(SOURCE MATERIAL Opens)
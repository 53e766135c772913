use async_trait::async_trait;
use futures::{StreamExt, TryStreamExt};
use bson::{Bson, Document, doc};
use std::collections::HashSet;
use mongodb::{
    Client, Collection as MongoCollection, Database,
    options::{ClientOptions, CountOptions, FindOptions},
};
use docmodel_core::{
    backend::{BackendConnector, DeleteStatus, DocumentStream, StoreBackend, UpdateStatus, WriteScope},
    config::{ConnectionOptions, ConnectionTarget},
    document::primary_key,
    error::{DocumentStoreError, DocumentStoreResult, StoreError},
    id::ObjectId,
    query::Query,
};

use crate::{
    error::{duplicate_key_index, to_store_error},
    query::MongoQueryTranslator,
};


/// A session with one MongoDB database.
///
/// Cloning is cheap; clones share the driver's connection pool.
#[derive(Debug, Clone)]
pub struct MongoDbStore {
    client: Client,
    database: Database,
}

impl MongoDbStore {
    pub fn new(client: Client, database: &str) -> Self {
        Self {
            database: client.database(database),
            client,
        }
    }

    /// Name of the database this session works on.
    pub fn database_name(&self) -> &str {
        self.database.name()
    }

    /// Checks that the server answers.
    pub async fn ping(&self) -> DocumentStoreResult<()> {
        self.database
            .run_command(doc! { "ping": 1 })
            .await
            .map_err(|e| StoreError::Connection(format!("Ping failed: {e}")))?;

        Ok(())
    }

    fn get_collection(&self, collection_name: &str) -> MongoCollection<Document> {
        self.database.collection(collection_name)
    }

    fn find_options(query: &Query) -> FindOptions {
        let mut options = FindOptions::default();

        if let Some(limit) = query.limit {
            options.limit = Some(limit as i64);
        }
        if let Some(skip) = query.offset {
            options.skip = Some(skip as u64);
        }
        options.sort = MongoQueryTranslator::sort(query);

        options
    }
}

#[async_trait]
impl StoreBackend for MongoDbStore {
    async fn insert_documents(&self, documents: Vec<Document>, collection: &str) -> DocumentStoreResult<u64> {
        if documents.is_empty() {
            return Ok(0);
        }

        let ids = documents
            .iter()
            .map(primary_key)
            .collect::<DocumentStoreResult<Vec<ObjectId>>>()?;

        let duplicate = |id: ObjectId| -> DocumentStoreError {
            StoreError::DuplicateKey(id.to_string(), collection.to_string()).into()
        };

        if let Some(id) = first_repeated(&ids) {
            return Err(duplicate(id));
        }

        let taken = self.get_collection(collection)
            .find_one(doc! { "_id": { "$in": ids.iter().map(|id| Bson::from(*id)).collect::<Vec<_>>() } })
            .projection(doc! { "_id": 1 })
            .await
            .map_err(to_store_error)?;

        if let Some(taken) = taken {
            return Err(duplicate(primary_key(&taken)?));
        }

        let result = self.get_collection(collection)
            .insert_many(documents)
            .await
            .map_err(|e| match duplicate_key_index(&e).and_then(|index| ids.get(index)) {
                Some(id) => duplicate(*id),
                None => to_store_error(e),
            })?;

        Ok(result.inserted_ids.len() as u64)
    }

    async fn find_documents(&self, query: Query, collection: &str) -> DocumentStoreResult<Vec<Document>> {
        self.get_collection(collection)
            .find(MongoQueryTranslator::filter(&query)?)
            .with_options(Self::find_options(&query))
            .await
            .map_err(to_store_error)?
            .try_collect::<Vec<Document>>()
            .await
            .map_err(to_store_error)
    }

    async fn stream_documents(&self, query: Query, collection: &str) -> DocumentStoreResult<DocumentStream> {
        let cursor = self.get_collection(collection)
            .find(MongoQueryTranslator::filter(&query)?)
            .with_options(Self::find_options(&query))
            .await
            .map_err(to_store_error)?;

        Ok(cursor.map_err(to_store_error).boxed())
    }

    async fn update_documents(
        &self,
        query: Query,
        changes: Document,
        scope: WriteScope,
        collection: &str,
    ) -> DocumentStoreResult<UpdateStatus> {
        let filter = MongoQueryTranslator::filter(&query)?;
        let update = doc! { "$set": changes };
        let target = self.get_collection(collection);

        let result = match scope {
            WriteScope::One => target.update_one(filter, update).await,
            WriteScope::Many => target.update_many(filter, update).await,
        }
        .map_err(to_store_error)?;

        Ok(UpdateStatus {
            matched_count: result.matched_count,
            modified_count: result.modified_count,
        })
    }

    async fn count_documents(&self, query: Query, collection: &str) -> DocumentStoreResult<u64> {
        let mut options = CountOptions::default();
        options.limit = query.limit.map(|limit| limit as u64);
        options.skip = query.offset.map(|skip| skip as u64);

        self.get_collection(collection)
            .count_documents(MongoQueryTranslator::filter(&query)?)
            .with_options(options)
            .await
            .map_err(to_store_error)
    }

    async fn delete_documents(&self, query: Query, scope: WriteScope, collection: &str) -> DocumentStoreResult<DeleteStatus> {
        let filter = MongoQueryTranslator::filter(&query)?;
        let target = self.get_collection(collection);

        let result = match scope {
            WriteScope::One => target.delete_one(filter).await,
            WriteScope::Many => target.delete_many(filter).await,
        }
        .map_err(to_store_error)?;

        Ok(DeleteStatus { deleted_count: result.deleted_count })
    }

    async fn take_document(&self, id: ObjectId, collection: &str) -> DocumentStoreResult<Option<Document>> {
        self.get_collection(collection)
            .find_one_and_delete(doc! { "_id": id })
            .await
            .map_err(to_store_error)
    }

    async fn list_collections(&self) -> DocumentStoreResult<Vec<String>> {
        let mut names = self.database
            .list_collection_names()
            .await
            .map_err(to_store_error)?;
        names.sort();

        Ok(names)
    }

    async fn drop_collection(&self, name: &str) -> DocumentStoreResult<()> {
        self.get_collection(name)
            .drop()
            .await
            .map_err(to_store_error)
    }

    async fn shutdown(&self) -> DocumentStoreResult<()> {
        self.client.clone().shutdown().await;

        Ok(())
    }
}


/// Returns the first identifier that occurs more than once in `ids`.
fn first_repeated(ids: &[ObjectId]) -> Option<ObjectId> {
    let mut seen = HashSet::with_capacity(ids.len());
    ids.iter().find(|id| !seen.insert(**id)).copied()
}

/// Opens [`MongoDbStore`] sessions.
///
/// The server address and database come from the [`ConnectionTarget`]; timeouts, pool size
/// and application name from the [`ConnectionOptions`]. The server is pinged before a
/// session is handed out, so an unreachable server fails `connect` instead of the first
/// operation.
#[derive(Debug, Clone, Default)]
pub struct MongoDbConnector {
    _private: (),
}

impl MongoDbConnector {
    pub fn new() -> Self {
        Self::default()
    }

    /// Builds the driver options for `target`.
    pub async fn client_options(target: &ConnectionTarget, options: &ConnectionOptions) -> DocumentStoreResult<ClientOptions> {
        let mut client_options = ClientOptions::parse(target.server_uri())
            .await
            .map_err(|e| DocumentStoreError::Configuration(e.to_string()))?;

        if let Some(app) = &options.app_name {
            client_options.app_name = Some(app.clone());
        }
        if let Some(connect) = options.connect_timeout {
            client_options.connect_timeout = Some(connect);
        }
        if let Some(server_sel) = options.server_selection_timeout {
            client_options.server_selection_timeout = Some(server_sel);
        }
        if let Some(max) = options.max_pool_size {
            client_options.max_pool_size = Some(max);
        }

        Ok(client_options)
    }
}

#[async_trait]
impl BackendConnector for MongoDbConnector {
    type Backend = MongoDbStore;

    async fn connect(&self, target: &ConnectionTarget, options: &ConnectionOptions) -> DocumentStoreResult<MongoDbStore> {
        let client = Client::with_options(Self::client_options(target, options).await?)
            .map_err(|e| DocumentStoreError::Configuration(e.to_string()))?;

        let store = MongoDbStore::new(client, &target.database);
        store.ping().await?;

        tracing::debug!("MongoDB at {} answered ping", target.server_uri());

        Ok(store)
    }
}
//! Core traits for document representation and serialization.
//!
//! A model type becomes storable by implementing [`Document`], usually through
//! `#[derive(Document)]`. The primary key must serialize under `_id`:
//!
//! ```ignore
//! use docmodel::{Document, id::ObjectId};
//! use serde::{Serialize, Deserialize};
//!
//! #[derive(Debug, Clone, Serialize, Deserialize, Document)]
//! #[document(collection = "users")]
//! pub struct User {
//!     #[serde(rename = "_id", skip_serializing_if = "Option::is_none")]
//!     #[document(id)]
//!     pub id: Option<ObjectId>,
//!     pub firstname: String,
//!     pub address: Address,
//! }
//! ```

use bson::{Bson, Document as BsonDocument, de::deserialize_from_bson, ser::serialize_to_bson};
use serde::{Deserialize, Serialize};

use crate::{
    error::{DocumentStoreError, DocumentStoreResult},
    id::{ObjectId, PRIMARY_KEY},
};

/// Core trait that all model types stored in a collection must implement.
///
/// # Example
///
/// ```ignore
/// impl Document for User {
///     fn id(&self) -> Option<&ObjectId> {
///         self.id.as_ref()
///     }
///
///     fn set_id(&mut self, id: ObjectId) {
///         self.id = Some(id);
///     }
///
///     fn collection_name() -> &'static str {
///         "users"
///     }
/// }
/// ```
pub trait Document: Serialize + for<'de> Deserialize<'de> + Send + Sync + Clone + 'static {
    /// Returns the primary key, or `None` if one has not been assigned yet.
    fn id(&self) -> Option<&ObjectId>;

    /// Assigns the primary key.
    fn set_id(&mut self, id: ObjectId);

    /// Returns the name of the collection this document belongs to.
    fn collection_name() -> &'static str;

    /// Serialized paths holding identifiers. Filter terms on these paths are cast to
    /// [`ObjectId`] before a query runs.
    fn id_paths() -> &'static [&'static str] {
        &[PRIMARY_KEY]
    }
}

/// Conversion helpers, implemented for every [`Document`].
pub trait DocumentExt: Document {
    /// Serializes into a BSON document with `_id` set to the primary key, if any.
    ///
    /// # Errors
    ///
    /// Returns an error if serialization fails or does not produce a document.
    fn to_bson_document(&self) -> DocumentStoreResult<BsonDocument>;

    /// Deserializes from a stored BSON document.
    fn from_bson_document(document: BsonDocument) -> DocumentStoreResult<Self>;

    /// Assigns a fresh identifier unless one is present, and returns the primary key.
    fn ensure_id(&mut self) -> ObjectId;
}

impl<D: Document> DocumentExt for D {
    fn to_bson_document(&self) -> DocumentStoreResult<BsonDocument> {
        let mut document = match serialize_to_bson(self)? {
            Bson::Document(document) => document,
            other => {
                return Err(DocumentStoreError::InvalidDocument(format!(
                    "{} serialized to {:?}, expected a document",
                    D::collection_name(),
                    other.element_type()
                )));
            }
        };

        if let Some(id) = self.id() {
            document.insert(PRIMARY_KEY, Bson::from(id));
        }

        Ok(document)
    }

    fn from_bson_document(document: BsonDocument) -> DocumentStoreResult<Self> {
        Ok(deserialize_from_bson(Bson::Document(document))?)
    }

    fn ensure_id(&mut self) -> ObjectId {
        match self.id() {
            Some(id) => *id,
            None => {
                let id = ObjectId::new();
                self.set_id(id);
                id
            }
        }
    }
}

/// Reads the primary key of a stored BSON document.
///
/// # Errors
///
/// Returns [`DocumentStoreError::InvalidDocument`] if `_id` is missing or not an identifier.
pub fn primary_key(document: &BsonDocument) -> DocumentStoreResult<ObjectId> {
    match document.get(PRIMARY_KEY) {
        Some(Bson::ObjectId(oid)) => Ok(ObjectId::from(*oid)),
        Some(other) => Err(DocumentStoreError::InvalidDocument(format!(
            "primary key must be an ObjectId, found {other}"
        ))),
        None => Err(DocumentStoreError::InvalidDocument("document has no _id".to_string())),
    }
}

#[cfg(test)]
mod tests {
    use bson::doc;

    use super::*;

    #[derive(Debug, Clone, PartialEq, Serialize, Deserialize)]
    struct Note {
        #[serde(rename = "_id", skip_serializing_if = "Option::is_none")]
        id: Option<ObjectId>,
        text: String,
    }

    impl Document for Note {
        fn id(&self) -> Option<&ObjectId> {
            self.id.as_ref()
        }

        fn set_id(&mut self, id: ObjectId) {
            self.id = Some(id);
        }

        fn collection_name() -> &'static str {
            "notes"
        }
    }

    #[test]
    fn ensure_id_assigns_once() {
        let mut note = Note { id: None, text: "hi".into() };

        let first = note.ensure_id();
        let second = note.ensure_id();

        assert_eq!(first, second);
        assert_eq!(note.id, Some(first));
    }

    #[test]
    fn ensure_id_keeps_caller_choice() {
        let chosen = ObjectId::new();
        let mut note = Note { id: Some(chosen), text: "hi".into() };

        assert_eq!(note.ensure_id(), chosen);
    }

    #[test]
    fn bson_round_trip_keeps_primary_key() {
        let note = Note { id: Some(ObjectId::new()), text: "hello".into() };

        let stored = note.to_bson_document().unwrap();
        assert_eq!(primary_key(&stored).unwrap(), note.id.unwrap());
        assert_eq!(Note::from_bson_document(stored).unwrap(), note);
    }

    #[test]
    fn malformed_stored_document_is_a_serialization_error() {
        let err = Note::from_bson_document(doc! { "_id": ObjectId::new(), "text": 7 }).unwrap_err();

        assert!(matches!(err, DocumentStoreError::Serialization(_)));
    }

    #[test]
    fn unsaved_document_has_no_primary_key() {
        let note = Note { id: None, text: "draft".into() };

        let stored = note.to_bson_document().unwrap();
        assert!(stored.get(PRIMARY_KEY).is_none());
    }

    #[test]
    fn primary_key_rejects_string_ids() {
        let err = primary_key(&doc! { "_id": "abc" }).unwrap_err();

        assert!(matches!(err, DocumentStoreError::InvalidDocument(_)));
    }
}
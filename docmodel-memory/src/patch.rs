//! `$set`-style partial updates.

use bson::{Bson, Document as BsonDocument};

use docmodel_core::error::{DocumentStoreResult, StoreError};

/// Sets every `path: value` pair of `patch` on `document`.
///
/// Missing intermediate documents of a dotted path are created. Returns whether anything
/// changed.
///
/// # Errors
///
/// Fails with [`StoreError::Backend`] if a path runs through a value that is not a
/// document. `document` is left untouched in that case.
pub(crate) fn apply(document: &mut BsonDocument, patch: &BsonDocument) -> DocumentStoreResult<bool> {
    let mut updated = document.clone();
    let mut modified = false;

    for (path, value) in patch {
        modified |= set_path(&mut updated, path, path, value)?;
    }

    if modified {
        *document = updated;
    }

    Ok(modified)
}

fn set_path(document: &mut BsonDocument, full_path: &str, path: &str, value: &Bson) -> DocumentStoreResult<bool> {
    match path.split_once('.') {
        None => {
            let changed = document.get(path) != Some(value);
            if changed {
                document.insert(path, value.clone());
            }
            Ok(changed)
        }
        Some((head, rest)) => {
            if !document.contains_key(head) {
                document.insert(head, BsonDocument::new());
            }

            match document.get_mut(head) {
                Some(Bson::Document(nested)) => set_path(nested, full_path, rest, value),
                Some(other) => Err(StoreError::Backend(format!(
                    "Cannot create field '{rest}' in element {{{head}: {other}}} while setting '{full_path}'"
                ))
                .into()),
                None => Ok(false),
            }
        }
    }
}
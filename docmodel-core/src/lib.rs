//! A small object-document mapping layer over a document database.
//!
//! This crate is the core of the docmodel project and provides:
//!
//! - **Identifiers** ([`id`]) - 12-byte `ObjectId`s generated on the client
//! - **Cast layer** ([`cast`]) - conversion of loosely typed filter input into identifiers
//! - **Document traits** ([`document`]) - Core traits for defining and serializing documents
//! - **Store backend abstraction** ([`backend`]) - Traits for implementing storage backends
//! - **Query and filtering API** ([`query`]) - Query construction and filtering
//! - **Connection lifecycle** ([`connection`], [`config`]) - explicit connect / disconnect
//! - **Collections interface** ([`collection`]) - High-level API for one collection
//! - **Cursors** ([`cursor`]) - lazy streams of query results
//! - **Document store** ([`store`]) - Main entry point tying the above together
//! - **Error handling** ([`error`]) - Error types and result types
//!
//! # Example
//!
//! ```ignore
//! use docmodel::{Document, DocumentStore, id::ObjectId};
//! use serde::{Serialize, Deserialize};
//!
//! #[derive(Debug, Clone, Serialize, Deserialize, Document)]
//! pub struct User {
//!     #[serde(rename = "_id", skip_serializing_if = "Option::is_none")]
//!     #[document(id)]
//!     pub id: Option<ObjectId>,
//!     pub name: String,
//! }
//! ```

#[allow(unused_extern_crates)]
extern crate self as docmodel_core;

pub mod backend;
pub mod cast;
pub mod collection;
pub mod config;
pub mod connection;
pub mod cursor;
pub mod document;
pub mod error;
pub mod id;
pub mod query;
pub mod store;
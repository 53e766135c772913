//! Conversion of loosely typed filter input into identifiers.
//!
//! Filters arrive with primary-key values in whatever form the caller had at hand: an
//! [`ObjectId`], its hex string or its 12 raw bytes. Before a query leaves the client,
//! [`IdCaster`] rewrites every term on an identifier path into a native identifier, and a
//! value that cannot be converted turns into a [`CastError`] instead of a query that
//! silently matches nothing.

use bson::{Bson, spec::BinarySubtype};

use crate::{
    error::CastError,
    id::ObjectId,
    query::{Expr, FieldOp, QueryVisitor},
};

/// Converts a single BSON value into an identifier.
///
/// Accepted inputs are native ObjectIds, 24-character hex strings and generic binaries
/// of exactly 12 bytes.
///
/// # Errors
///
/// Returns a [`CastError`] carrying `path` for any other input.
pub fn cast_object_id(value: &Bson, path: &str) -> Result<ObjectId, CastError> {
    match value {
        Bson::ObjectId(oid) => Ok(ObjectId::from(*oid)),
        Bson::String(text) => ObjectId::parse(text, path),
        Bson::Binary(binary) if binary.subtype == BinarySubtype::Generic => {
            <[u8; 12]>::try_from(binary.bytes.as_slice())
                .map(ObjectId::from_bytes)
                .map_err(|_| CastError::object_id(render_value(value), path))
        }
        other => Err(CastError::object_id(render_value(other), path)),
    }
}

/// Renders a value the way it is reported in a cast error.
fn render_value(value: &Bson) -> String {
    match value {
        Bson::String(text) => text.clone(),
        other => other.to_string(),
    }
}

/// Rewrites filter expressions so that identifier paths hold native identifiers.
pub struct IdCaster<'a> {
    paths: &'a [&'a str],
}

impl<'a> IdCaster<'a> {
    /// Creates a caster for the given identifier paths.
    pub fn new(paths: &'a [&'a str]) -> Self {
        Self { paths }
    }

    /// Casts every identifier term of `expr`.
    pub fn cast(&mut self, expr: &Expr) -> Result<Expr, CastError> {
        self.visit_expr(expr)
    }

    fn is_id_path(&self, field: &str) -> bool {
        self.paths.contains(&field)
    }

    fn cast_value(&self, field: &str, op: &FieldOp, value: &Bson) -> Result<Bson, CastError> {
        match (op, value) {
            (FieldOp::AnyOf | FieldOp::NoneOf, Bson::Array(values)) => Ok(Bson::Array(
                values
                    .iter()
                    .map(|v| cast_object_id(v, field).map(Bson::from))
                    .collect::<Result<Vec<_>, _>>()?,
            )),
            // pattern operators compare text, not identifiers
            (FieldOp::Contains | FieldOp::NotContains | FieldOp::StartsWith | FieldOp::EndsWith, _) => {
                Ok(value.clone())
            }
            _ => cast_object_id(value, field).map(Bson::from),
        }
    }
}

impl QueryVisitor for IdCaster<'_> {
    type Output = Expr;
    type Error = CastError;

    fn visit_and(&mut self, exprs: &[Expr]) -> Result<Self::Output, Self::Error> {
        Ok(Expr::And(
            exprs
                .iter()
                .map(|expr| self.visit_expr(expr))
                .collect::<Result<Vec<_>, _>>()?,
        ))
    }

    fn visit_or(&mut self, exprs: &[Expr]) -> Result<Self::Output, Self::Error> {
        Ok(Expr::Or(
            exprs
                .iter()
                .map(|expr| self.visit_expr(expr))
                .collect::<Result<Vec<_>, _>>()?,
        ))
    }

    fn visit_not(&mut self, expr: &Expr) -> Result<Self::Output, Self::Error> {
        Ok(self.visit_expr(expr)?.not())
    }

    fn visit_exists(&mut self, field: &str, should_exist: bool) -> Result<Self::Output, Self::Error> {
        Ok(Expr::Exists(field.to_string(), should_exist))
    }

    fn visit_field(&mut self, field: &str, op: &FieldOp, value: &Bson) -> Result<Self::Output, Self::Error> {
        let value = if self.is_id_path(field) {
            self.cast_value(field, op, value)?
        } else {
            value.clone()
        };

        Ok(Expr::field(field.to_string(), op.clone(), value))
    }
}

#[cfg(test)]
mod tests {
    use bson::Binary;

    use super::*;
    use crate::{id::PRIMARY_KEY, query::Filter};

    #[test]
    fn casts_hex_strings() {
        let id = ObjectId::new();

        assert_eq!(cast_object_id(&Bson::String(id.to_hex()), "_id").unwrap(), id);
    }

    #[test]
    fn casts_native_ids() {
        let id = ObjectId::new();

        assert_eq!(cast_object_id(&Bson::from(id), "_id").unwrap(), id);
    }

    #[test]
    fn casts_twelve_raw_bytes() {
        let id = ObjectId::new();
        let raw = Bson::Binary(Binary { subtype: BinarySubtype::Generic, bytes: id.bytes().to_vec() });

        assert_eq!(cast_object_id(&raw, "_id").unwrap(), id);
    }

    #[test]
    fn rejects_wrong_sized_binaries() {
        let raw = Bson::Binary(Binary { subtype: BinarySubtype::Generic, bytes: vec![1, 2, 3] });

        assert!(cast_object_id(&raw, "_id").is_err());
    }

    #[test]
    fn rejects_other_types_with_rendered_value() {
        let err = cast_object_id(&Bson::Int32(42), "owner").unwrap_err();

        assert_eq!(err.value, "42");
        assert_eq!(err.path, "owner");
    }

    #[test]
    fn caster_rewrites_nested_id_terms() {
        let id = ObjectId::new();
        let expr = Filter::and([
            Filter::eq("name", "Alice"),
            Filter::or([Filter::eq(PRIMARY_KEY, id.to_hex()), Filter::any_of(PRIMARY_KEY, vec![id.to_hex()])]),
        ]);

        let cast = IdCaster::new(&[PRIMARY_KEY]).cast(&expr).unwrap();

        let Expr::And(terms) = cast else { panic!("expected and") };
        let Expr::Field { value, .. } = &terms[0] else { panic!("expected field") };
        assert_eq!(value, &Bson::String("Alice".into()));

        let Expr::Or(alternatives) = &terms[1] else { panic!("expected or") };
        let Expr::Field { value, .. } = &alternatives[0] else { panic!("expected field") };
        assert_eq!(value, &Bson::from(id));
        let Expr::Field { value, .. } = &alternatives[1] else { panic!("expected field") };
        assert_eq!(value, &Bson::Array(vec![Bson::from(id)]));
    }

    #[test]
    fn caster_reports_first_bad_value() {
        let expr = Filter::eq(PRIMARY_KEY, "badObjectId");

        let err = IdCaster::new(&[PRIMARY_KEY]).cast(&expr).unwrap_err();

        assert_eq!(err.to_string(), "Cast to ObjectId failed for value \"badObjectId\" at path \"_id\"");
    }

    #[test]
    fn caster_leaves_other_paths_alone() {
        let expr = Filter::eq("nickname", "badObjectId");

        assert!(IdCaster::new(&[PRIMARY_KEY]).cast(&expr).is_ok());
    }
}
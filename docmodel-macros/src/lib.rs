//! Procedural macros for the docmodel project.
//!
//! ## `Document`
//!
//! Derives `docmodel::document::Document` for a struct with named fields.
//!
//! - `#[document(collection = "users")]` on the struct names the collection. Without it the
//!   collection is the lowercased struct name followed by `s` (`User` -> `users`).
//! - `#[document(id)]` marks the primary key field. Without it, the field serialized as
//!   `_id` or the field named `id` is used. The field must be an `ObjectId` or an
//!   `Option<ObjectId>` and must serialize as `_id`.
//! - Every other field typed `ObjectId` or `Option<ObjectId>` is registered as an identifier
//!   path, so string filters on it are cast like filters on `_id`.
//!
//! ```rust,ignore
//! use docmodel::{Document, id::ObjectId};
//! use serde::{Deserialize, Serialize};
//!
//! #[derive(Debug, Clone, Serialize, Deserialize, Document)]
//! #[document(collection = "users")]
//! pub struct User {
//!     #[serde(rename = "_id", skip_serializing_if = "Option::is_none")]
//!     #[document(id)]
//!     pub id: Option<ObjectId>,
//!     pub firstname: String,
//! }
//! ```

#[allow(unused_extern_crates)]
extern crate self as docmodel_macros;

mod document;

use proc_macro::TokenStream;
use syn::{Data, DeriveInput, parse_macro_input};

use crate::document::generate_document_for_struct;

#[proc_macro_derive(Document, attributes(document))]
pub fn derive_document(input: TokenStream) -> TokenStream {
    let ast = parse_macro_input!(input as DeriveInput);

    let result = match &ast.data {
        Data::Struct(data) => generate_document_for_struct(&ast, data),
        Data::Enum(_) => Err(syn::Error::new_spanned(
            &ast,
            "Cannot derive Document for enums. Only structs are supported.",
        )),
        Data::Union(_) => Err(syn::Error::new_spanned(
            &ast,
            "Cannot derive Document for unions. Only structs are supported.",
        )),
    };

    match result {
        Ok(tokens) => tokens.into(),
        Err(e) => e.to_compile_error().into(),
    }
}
(SOURCE MATERIAL Closes)
*TO DO*: Take every line from the data that includes the word "Output".

*EXERCISE RESULT*:
    type Output = Expr;
    fn visit_and(&mut self, exprs: &[Expr]) -> Result<Self::Output, Self::Error> {
    fn visit_or(&mut self, exprs: &[Expr]) -> Result<Self::Output, Self::Error> {
    fn visit_not(&mut self, expr: &Expr) -> Result<Self::Output, Self::Error> {
    fn visit_exists(&mut self, field: &str, should_exist: bool) -> Result<Self::Output, Self::Error> {
    fn visit_field(&mut self, field: &str, op: &FieldOp, value: &Bson) -> Result<Self::Output, Self::Error> {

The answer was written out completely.